Subject Areas: Algebra

Photo shows a lab technician conducting research in a lab. — An important part of lab research is analysis of the data generated.
copyright
Copyright © 2007 Stacy S. Klein, Vanderbilt University

Summary

Students are introduced to the "Walk the Line" challenge question. They write journal responses to the question and brainstorm what information they need to answer the question. Ideas are shared with the class (or in pairs and then to the class, if class size is large). Then students read an interview with an engineer to gain a professional perspective on linear data sets and best-fit lines. Students brainstorm for additional ideas and add them to the list.
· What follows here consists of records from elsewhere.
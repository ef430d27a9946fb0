// ABOUTME: Shared test utilities and fixture builders for integration tests
// ABOUTME: Provides quiet logging setup plus snapshot and hourly series builders
//
// SPDX-License-Identifier: MIT OR Apache-2.0
// Copyright (c) 2025 Skywatch Contributors
#![allow(
    dead_code,
    clippy::missing_panics_doc,
    clippy::must_use_candidate,
    clippy::unwrap_used
)]
//! Shared test utilities for `skywatch`

use chrono::{DateTime, Duration, TimeZone, Utc};
use skywatch::models::{ConditionsSnapshot, HourSample};
use std::env;
use std::sync::Once;
use tracing::Level;

static INIT_LOGGER: Once = Once::new();

/// Initialize quiet logging for tests (call once per test process)
pub fn init_test_logging() {
    INIT_LOGGER.call_once(|| {
        // TEST_LOG controls the level, defaulting to WARN for quiet tests
        let log_level = match env::var("TEST_LOG").as_deref() {
            Ok("TRACE") => Level::TRACE,
            Ok("DEBUG") => Level::DEBUG,
            Ok("INFO") => Level::INFO,
            _ => Level::WARN,
        };

        tracing_subscriber::fmt()
            .with_max_level(log_level)
            .with_test_writer()
            .init();
    });
}

/// 18:00 UTC on a winter evening, the start of every fixture series
pub fn evening_start() -> DateTime<Utc> {
    Utc.with_ymd_and_hms(2025, 1, 15, 18, 0, 0).single().unwrap()
}

/// The stargazing reference night: clear, dry, calm, thin crescent moon
pub fn clear_dark_night() -> ConditionsSnapshot {
    ConditionsSnapshot {
        cloud_cover: Some(10.0),
        humidity: Some(40.0),
        visibility: Some(10_000.0),
        wind_speed: Some(2.0),
        moon_phase: Some(0.1),
        ..ConditionsSnapshot::default()
    }
}

/// The aurora reference night: Kp at the threshold for 53.3°N, dark and clear
pub fn threshold_aurora_night() -> ConditionsSnapshot {
    ConditionsSnapshot {
        kp_index: Some(5.0),
        latitude: Some(53.3),
        cloud_cover: Some(15.0),
        sun_altitude: Some(-25.0),
        is_dark: Some(true),
        ..ConditionsSnapshot::default()
    }
}

/// Hourly series with the given cloud cover per hour
pub fn cloud_series(clouds: &[f64]) -> Vec<HourSample> {
    clouds
        .iter()
        .zip(0_i64..)
        .map(|(&cloud, offset)| {
            HourSample::new(
                evening_start() + Duration::hours(offset),
                ConditionsSnapshot {
                    cloud_cover: Some(cloud),
                    ..ConditionsSnapshot::default()
                },
            )
        })
        .collect()
}

/// Hourly aurora series at 53.3°N with the given Kp per hour, dark and clear throughout
pub fn kp_series(kps: &[f64]) -> Vec<HourSample> {
    kps.iter()
        .zip(0_i64..)
        .map(|(&kp, offset)| {
            HourSample::new(
                evening_start() + Duration::hours(offset),
                ConditionsSnapshot {
                    kp_index: Some(kp),
                    ..threshold_aurora_night()
                },
            )
        })
        .collect()
}
// ABOUTME: Per-factor scoring curves mapping one validated measurement to a 0-100 sub-score
// ABOUTME: Cloud, humidity, wind, visibility, moon, Kp, darkness, temperature and rain curves
//
// SPDX-License-Identifier: MIT OR Apache-2.0
// Copyright (c) 2025 Skywatch Contributors

//! Factor curves
//!
//! Every curve takes a value that has already been through
//! `ConditionsSnapshot::with_defaults`, clamps its output to [0, 100] and is
//! monotonic in the intuitive direction. Bucketed aurora curves read their
//! breakpoints from `skywatch_core::constants::aurora`.

use skywatch_core::constants::{aurora, curves, scoring::MAX_SCORE};

/// Round and clamp a raw curve value into a sub-score
#[inline]
fn to_sub_score(value: f64) -> u8 {
    // NaN casts to 0
    value.round().clamp(0.0, MAX_SCORE) as u8
}

/// 100 at or below `ideal`, 0 at or above `worst`, linear between
fn falling_linear(value: f64, ideal: f64, worst: f64) -> f64 {
    if value <= ideal {
        MAX_SCORE
    } else if value >= worst {
        0.0
    } else {
        MAX_SCORE * (worst - value) / (worst - ideal)
    }
}

/// First bucket whose bound satisfies `matches` wins, otherwise 0
fn bucket(table: &[(f64, u8)], matches: impl Fn(f64) -> bool) -> u8 {
    table
        .iter()
        .find(|(bound, _)| matches(*bound))
        .map_or(0, |&(_, sub_score)| sub_score)
}

/// Stargazing cloud cover: `100 - cloud`
#[must_use]
pub fn sky_cloud(cloud_percent: f64) -> u8 {
    to_sub_score(MAX_SCORE - cloud_percent)
}

/// Humidity: 100 up to 50 %, 0 from 90 %
#[must_use]
pub fn humidity(humidity_percent: f64) -> u8 {
    to_sub_score(falling_linear(
        humidity_percent,
        curves::HUMIDITY_IDEAL_PERCENT,
        curves::HUMIDITY_WORST_PERCENT,
    ))
}

/// Wind: 100 up to 10 km/h, 0 from 40 km/h
#[must_use]
pub fn wind(speed_kmh: f64) -> u8 {
    to_sub_score(falling_linear(
        speed_kmh,
        curves::WIND_IDEAL_KMH,
        curves::WIND_WORST_KMH,
    ))
}

/// Visibility: 100 from 10 km, 0 at or below 1 km
#[must_use]
pub fn visibility(visibility_meters: f64) -> u8 {
    let ideal = curves::VISIBILITY_IDEAL_METERS;
    let worst = curves::VISIBILITY_WORST_METERS;
    let raw = if visibility_meters >= ideal {
        MAX_SCORE
    } else if visibility_meters <= worst {
        0.0
    } else {
        MAX_SCORE * (visibility_meters - worst) / (ideal - worst)
    };
    to_sub_score(raw)
}

/// Moon darkness: distance from full moon, 100 at new moon and 0 at full
#[must_use]
pub fn moon(phase: f64) -> u8 {
    to_sub_score((phase - 0.5).abs() * 200.0)
}

/// Illuminated fraction of the lunar disc in [0, 1]
#[must_use]
pub fn illumination_fraction(phase: f64) -> f64 {
    let waxing = if phase <= 0.5 { phase } else { 1.0 - phase };
    (waxing * 2.0).clamp(0.0, 1.0)
}

/// Kp surplus over the latitude threshold
///
/// `kp - min_kp` of 2 or more scores 100, 1 scores 90, 0 scores 70, -1
/// scores 40 and anything weaker scores 0.
#[must_use]
pub fn kp_versus_latitude(kp_index: f64, min_kp: f64) -> u8 {
    let difference = kp_index - min_kp;
    bucket(&aurora::KP_DIFFERENCE_SUBSCORES, |bound| difference >= bound)
}

/// Darkness by sun altitude: astronomical 100, nautical 80, civil 40, else 0
#[must_use]
pub fn darkness(sun_altitude_deg: f64) -> u8 {
    bucket(&aurora::DARKNESS_SUBSCORES, |bound| sun_altitude_deg <= bound)
}

/// Aurora cloud cover, bucketed
#[must_use]
pub fn aurora_cloud(cloud_percent: f64) -> u8 {
    bucket(&aurora::CLOUD_SUBSCORES, |bound| cloud_percent <= bound)
}

/// Aurora viewing conditions; carries its weight without penalizing
#[must_use]
pub const fn viewing() -> u8 {
    100
}

/// Outdoor temperature: 100 between 15 and 25 °C, 0 at or below 0 °C and at or above 38 °C
#[must_use]
pub fn temperature(celsius: f64) -> u8 {
    let raw = if celsius <= curves::TEMPERATURE_COLD_LIMIT_CELSIUS
        || celsius >= curves::TEMPERATURE_HOT_LIMIT_CELSIUS
    {
        0.0
    } else if celsius < curves::TEMPERATURE_IDEAL_MIN_CELSIUS {
        MAX_SCORE * (celsius - curves::TEMPERATURE_COLD_LIMIT_CELSIUS)
            / (curves::TEMPERATURE_IDEAL_MIN_CELSIUS - curves::TEMPERATURE_COLD_LIMIT_CELSIUS)
    } else if celsius > curves::TEMPERATURE_IDEAL_MAX_CELSIUS {
        falling_linear(
            celsius,
            curves::TEMPERATURE_IDEAL_MAX_CELSIUS,
            curves::TEMPERATURE_HOT_LIMIT_CELSIUS,
        )
    } else {
        MAX_SCORE
    };
    to_sub_score(raw)
}

/// Outdoor rain: `100 - precipitation probability`
#[must_use]
pub fn rain(precipitation_percent: f64) -> u8 {
    to_sub_score(MAX_SCORE - precipitation_percent)
}

/// Outdoor cloud cover: `100 - cloud / 2`, overcast still scores 50
#[must_use]
pub fn outdoor_cloud(cloud_percent: f64) -> u8 {
    to_sub_score(MAX_SCORE - cloud_percent / curves::OUTDOOR_CLOUD_DIVISOR)
}

#[cfg(test)]
mod tests {
    use super::*;

    #[test]
    fn test_linear_curves_hit_their_breakpoints() {
        assert_eq!(humidity(40.0), 100);
        assert_eq!(humidity(70.0), 50);
        assert_eq!(humidity(95.0), 0);
        assert_eq!(wind(7.2), 100);
        assert_eq!(wind(25.0), 50);
        assert_eq!(wind(40.0), 0);
        assert_eq!(visibility(10_000.0), 100);
        assert_eq!(visibility(5_500.0), 50);
        assert_eq!(visibility(800.0), 0);
    }

    #[test]
    fn test_moon_is_symmetric_around_full() {
        assert_eq!(moon(0.5), 0);
        assert_eq!(moon(0.0), 100);
        assert_eq!(moon(0.1), 80);
        for step in 0..=50 {
            let x = f64::from(step) / 100.0;
            assert_eq!(moon(0.5 - x), moon(0.5 + x));
        }
    }

    #[test]
    fn test_illumination() {
        assert!(illumination_fraction(0.0).abs() < f64::EPSILON);
        assert!((illumination_fraction(0.5) - 1.0).abs() < f64::EPSILON);
        assert!((illumination_fraction(0.75) - 0.5).abs() < 1e-12);
    }

    #[test]
    fn test_kp_buckets() {
        assert_eq!(kp_versus_latitude(7.0, 5.0), 100);
        assert_eq!(kp_versus_latitude(6.0, 5.0), 90);
        assert_eq!(kp_versus_latitude(5.0, 5.0), 70);
        assert_eq!(kp_versus_latitude(4.0, 5.0), 40);
        assert_eq!(kp_versus_latitude(3.9, 5.0), 0);
    }

    #[test]
    fn test_darkness_and_cloud_buckets() {
        assert_eq!(darkness(-25.0), 100);
        assert_eq!(darkness(-18.0), 100);
        assert_eq!(darkness(-15.0), 80);
        assert_eq!(darkness(-8.0), 40);
        assert_eq!(darkness(-2.0), 0);
        assert_eq!(aurora_cloud(15.0), 100);
        assert_eq!(aurora_cloud(35.0), 80);
        assert_eq!(aurora_cloud(55.0), 50);
        assert_eq!(aurora_cloud(75.0), 20);
        assert_eq!(aurora_cloud(95.0), 0);
    }

    #[test]
    fn test_outdoor_curves() {
        assert_eq!(temperature(20.0), 100);
        assert_eq!(temperature(7.5), 50);
        assert_eq!(temperature(-3.0), 0);
        assert_eq!(temperature(31.5), 50);
        assert_eq!(temperature(40.0), 0);
        assert_eq!(rain(30.0), 70);
        assert_eq!(outdoor_cloud(100.0), 50);
        assert_eq!(outdoor_cloud(0.0), 100);
    }

    #[test]
    fn test_sky_cloud_is_monotonic() {
        let mut previous = u8::MAX;
        for cloud in 0..=100 {
            let current = sky_cloud(f64::from(cloud));
            assert!(current <= previous);
            previous = current;
        }
    }
}
// ABOUTME: Moon phase naming and illumination value types
// ABOUTME: MoonPhaseName enum and the MoonPhaseInfo record returned by the moon model
//
// SPDX-License-Identifier: MIT OR Apache-2.0
// Copyright (c) 2025 Skywatch Contributors

use serde::{Deserialize, Serialize};
use std::fmt;

/// Named lunar phase
#[derive(Debug, Clone, Copy, PartialEq, Eq, Hash, Serialize, Deserialize)]
#[serde(rename_all = "snake_case")]
pub enum MoonPhaseName {
    /// Phase near 0 or 1
    NewMoon,
    /// Growing sliver
    WaxingCrescent,
    /// Half lit, growing
    FirstQuarter,
    /// More than half lit, growing
    WaxingGibbous,
    /// Phase near 0.5
    FullMoon,
    /// More than half lit, shrinking
    WaningGibbous,
    /// Half lit, shrinking
    LastQuarter,
    /// Shrinking sliver
    WaningCrescent,
}

impl MoonPhaseName {
    /// Human-readable label
    #[must_use]
    pub const fn label(self) -> &'static str {
        match self {
            Self::NewMoon => "New Moon",
            Self::WaxingCrescent => "Waxing Crescent",
            Self::FirstQuarter => "First Quarter",
            Self::WaxingGibbous => "Waxing Gibbous",
            Self::FullMoon => "Full Moon",
            Self::WaningGibbous => "Waning Gibbous",
            Self::LastQuarter => "Last Quarter",
            Self::WaningCrescent => "Waning Crescent",
        }
    }
}

impl fmt::Display for MoonPhaseName {
    fn fmt(&self, f: &mut fmt::Formatter<'_>) -> fmt::Result {
        f.write_str(self.label())
    }
}

/// Display information for one phase fraction
#[derive(Debug, Clone, Copy, PartialEq, Serialize, Deserialize)]
pub struct MoonPhaseInfo {
    /// Phase fraction after default substitution, in [0, 1)
    pub phase: f64,
    /// Named phase
    pub name: MoonPhaseName,
    /// Illuminated fraction of the disc (percent)
    pub illumination_percent: u8,
}
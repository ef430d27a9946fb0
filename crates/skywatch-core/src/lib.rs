// ABOUTME: Core types and constants for the Skywatch condition scoring engine
// ABOUTME: Foundation crate with models, scoring constants, and unified error handling
//
// SPDX-License-Identifier: MIT OR Apache-2.0
// Copyright (c) 2025 Skywatch Contributors

#![deny(unsafe_code)]

//! # Skywatch Core
//!
//! Foundation crate providing shared types and constants for the Skywatch
//! condition scoring engine. This crate is designed to change infrequently,
//! enabling incremental compilation benefits in the workspace.
//!
//! ## Modules
//!
//! - **models**: Input snapshots, hourly samples, score results, windows, moon phases
//! - **constants**: Curve breakpoints, default values, weights and thresholds by domain
//! - **errors**: Unified error handling with `AppError` and `ErrorCode`

/// Unified error handling system with standard error codes
pub mod errors;

/// Scoring constants organized by domain
pub mod constants;

/// Core data models (snapshots, samples, results, windows)
pub mod models;
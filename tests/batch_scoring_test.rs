// ABOUTME: Integration tests for parallel batch scoring and window searches
// ABOUTME: Batch results must match sequential calls in input order
//
// SPDX-License-Identifier: MIT OR Apache-2.0
// Copyright (c) 2025 Skywatch Contributors

#![allow(clippy::unwrap_used, clippy::expect_used, clippy::panic)]
#![allow(missing_docs)]

mod common;

use common::{clear_dark_night, cloud_series, kp_series, threshold_aurora_night};
use skywatch::models::{ConditionsSnapshot, ScoreVariant, WindowVariant};
use skywatch::ScoringEngine;

#[test]
fn test_batch_scores_match_sequential_scores() {
    let engine = ScoringEngine::default();
    let snapshots: Vec<ConditionsSnapshot> = (0..64)
        .map(|index| ConditionsSnapshot {
            kp_index: Some(f64::from(index % 10)),
            cloud_cover: Some(f64::from(index * 3 % 101)),
            latitude: Some(f64::from(index) - 32.0),
            ..threshold_aurora_night()
        })
        .collect();

    for variant in ScoreVariant::ALL {
        let batch = engine.score_batch(variant, &snapshots);
        let sequential: Vec<_> = snapshots
            .iter()
            .map(|snapshot| engine.score_conditions(variant, snapshot))
            .collect();
        assert_eq!(batch, sequential, "{variant}");
    }
}

#[test]
fn test_window_batch_keeps_location_order() {
    let engine = ScoringEngine::default();
    let series = vec![
        cloud_series(&[10.0, 10.0, 10.0]),
        Vec::new(),
        cloud_series(&[90.0, 90.0]),
    ];

    let outcomes = engine.find_windows_batch(WindowVariant::ClearSky, &series);
    assert_eq!(outcomes.len(), 3);
    assert_eq!(outcomes[0].windows().len(), 1);
    assert!(outcomes[1].windows().is_empty());
    assert!(outcomes[2].windows().is_empty());

    let aurora = engine.find_windows_batch(WindowVariant::Aurora, &[kp_series(&[7.0, 7.0])]);
    assert_eq!(aurora[0].windows()[0].hours, 2);
}

#[test]
fn test_empty_batch() {
    let engine = ScoringEngine::default();
    assert!(engine.score_batch(ScoreVariant::Sky, &[]).is_empty());
    assert!(engine
        .find_windows_batch(WindowVariant::Aurora, &[])
        .is_empty());
    assert_eq!(
        engine.score_batch(ScoreVariant::Sky, &[clear_dark_night()])[0].score,
        91
    );
}
// ABOUTME: Condition scoring and viewing-window detection engine
// ABOUTME: Factor curves, weighted aggregation, aurora latitude thresholds, window finding, moon phases
//
// SPDX-License-Identifier: MIT OR Apache-2.0
// Copyright (c) 2025 Skywatch Contributors

#![deny(unsafe_code)]

//! # Skywatch Intelligence
//!
//! Converts environmental measurements into bounded 0-100 suitability scores
//! and finds the best contiguous viewing windows in an hourly forecast.
//!
//! Everything here is a pure function of its inputs. No function returns an
//! error: missing, `NaN` or infinite measurements are replaced by documented
//! defaults before any arithmetic. Only [`EngineConfig::load`] can fail.
//!
//! The free functions use [`EngineConfig::default`]; build a
//! [`ScoringEngine`] to score with loaded or custom settings.

/// Weighted-sum aggregation, override caps and rating tables
pub mod aggregator;
/// Parallel batch scoring
pub mod batch;
/// Engine configuration and environment overrides
pub mod config;
/// Scoring engine with explicit configuration
pub mod engine;
/// Per-factor scoring curves
pub mod factors;
/// Aurora latitude threshold model
pub mod latitude;
/// Moon phase naming and illumination
pub mod moon;
/// Sky, aurora and outdoor scoring variants
pub mod variants;
/// Clear-sky and aurora window detection
pub mod window_finder;

pub use config::{ConfigError, EngineConfig, WindowConfig};
pub use engine::ScoringEngine;
pub use latitude::min_kp_for_latitude;
pub use moon::moon_phase_info;

use config::ScoringConfig;
use skywatch_core::models::{
    ConditionsSnapshot, HourSample, ScoreResult, ScoreVariant, WindowOutcome, WindowVariant,
};
use window_finder::find_window_with;

/// Score one snapshot with the default configuration
#[must_use]
pub fn score_conditions(variant: ScoreVariant, snapshot: &ConditionsSnapshot) -> ScoreResult {
    let scoring = ScoringConfig::default();
    let validated = snapshot.with_defaults(scoring.wind_unit);
    variants::score_validated(variant, &validated, &scoring)
}

/// Find viewing windows with the default scoring configuration
///
/// `config` overrides the variant's window defaults.
#[must_use]
pub fn find_window(
    variant: WindowVariant,
    hours: &[HourSample],
    config: Option<&WindowConfig>,
) -> WindowOutcome {
    find_window_with(variant, hours, config, &ScoringConfig::default())
}
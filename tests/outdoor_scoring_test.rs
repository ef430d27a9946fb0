// ABOUTME: Integration tests for the general outdoor activity score
// ABOUTME: Default conditions, temperature band edges and the heavy-rain cap boundary
//
// SPDX-License-Identifier: MIT OR Apache-2.0
// Copyright (c) 2025 Skywatch Contributors

#![allow(clippy::unwrap_used, clippy::expect_used, clippy::panic)]
#![allow(missing_docs)]

mod common;

use common::init_test_logging;
use skywatch::models::{CapKind, ConditionsSnapshot, FactorKind, Rating, ScoreVariant};
use skywatch::score_conditions;

fn calm_clear_day(temperature: f64, rain: f64) -> ConditionsSnapshot {
    ConditionsSnapshot {
        temperature: Some(temperature),
        precipitation_probability: Some(rain),
        wind_speed: Some(1.0),
        cloud_cover: Some(0.0),
        ..ConditionsSnapshot::default()
    }
}

#[test]
fn test_unknown_conditions_use_defaults() {
    init_test_logging();
    let result = score_conditions(ScoreVariant::Outdoor, &ConditionsSnapshot::default());
    // 100*0.35 + 80*0.30 + 73*0.20 + 75*0.15
    assert_eq!(result.score, 85);
    assert_eq!(result.rating, Rating::Excellent);
    assert_eq!(
        result.factor(FactorKind::Temperature).and_then(|f| f.value),
        Some(15.0)
    );
}

#[test]
fn test_freezing_day_is_fair_at_best() {
    let result = score_conditions(ScoreVariant::Outdoor, &calm_clear_day(-5.0, 10.0));
    // 0 + 90*0.30 + 100*0.20 + 100*0.15
    assert_eq!(result.score, 62);
    assert_eq!(result.rating, Rating::Fair);
    assert_eq!(result.reasons[0], "Freezing (-5°C)");
}

#[test]
fn test_heavy_rain_cap_starts_at_eighty_percent() {
    let below = score_conditions(ScoreVariant::Outdoor, &calm_clear_day(20.0, 79.0));
    assert_eq!(below.score, 76);
    assert_eq!(below.rating, Rating::Good);
    assert!(below.applied_caps.is_empty());

    let at = score_conditions(ScoreVariant::Outdoor, &calm_clear_day(20.0, 80.0));
    assert_eq!(at.score, 35);
    assert_eq!(at.rating, Rating::Poor);
    assert!(at.was_capped_by(CapKind::HeavyRain));
}

#[test]
fn test_temperature_sub_score_peaks_in_comfort_band() {
    let sub_score = |celsius: f64| {
        score_conditions(ScoreVariant::Outdoor, &calm_clear_day(celsius, 0.0))
            .factor(FactorKind::Temperature)
            .map(|factor| factor.sub_score)
            .unwrap()
    };
    assert_eq!(sub_score(0.0), 0);
    assert_eq!(sub_score(7.5), 50);
    assert_eq!(sub_score(15.0), 100);
    assert_eq!(sub_score(25.0), 100);
    assert_eq!(sub_score(31.5), 50);
    assert_eq!(sub_score(38.0), 0);
    assert_eq!(sub_score(45.0), 0);
}

#[test]
fn test_strong_wind_reason() {
    let snapshot = ConditionsSnapshot {
        wind_speed: Some(15.0),
        ..calm_clear_day(20.0, 0.0)
    };
    let result = score_conditions(ScoreVariant::Outdoor, &snapshot);
    assert!(result.reasons.iter().any(|reason| reason == "Strong wind (54 km/h)"));
    assert_eq!(
        result.factor(FactorKind::Wind).map(|factor| factor.sub_score),
        Some(0)
    );
}
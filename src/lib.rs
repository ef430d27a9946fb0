// ABOUTME: Main library entry point for the Skywatch condition scoring engine
// ABOUTME: Re-exports the scoring API and adds logging setup and JSON input loading
//
// SPDX-License-Identifier: MIT OR Apache-2.0
// Copyright (c) 2025 Skywatch Contributors

#![deny(unsafe_code)]

//! # Skywatch
//!
//! Turns weather, astronomical and geomagnetic measurements into "is it worth
//! going outside or looking up tonight" answers: a bounded 0-100 score, a
//! qualitative rating, and the best contiguous viewing windows of a forecast.
//!
//! ## Architecture
//!
//! - **`skywatch-core`**: models, constants and the unified error type
//! - **`skywatch-intelligence`**: factor curves, aggregation, window finding, moon phases
//! - **this crate**: re-exports, logging setup and JSON input loading for the CLI
//!
//! ## Example Usage
//!
//! ```rust
//! use skywatch::models::{ConditionsSnapshot, Rating, ScoreVariant};
//!
//! let snapshot = ConditionsSnapshot {
//!     cloud_cover: Some(10.0),
//!     humidity: Some(40.0),
//!     visibility: Some(10_000.0),
//!     wind_speed: Some(2.0),
//!     moon_phase: Some(0.1),
//!     ..ConditionsSnapshot::default()
//! };
//! let result = skywatch::score_conditions(ScoreVariant::Sky, &snapshot);
//! assert_eq!(result.score, 91);
//! assert_eq!(result.rating, Rating::Excellent);
//! ```

/// Reading snapshots and hourly series from JSON files or stdin
pub mod input;
/// Structured logging setup
pub mod logging;

pub use skywatch_core::{constants, errors, models};
pub use skywatch_intelligence::{
    aggregator, config, factors, find_window, min_kp_for_latitude, moon_phase_info,
    score_conditions, ConfigError, EngineConfig, ScoringEngine, WindowConfig,
};
// ABOUTME: Unit conversion constants for wind speed and distance measurements
// ABOUTME: Shared by snapshot validation and reason formatting
//
// SPDX-License-Identifier: MIT OR Apache-2.0
// Copyright (c) 2025 Skywatch Contributors

/// Meters per second to kilometers per hour
pub const MS_TO_KMH_FACTOR: f64 = 3.6;

/// Meters in one kilometer
pub const METERS_PER_KM: f64 = 1000.0;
With the teacher's guidance, students organize the ideas into logical categories of needed knowledge.

Engineering Connection

Engineers often interpret data sets and determine lines of best fit. Linear data is acquired for many engineering applications, such as Hooke's law and Ohm's law. For example, electrical engineers use Ohm's law as the most basic and important equation for analyzing the circuitry of electrical devices they design. In journal topic 1 of the post-lesson assessment, students consider possible data sources.

Learning Objectives

After this lesson, students should be able to:

Explain the challenge problem.
List what information might be needed to answer the problem.
Group together similar areas of knowledge needed for the challenge.
Explain how engineers apply linear equations to the engineering problem solving process.

Educational Standards
Each TeachEngineering lesson or activity is correlated to one or more K-12 science, technology, engineering or math (STEM) educational standards.

All 100,000+ K-12 STEM standards covered in TeachEngineering are collected, maintained and packaged by the Achievement Standards Network (ASN), a project of D2L (www.achievementstandards.org).

In the ASN, standards are hierarchically structured: first by source; e.g., by state; within source by type; e.g., science or mathematics; within type by subtype, then by grade, etc.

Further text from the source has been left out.